What lines of the data below hold the string "FillArgs"? Copy each one.

Collected data
□ □ □ □
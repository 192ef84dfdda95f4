use anyhow::{Result, bail};
use tracing::{info, warn};

use crate::cli::FillArgs;
use crate::commands::run_batch;
use crate::pipeline::{FormFillSink, FormStateSink};
use crate::util::ensure_directory;

pub fn run(args: FillArgs) -> Result<()> {
    let documents_dir = args.pipeline.output_dir.join("cards");
    ensure_directory(&documents_dir)?;

    if args.regenerate_command.is_none() {
        warn!("no --regenerate-command given, card documents will not be produced");
    }

    let form = FormStateSink::open(
        &args.form_state,
        args.form_template.as_deref(),
        &documents_dir,
        args.regenerate_command.clone(),
    )?;
    let mut sink = FormFillSink::new(form);

    let report = run_batch(&args.pipeline, &mut sink)?;
    info!(
        form_state = %args.form_state.display(),
        documents = report.outputs.len(),
        "form fill finished"
    );

    if report.summary.success == 0 && report.summary.failed > 0 {
        bail!("no card could be filled ({} failed)", report.summary.failed);
    }

    Ok(())
}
□ □ □ □
ANSWER BOX:
use crate::cli::FillArgs;
pub fn run(args: FillArgs) -> Result<()> {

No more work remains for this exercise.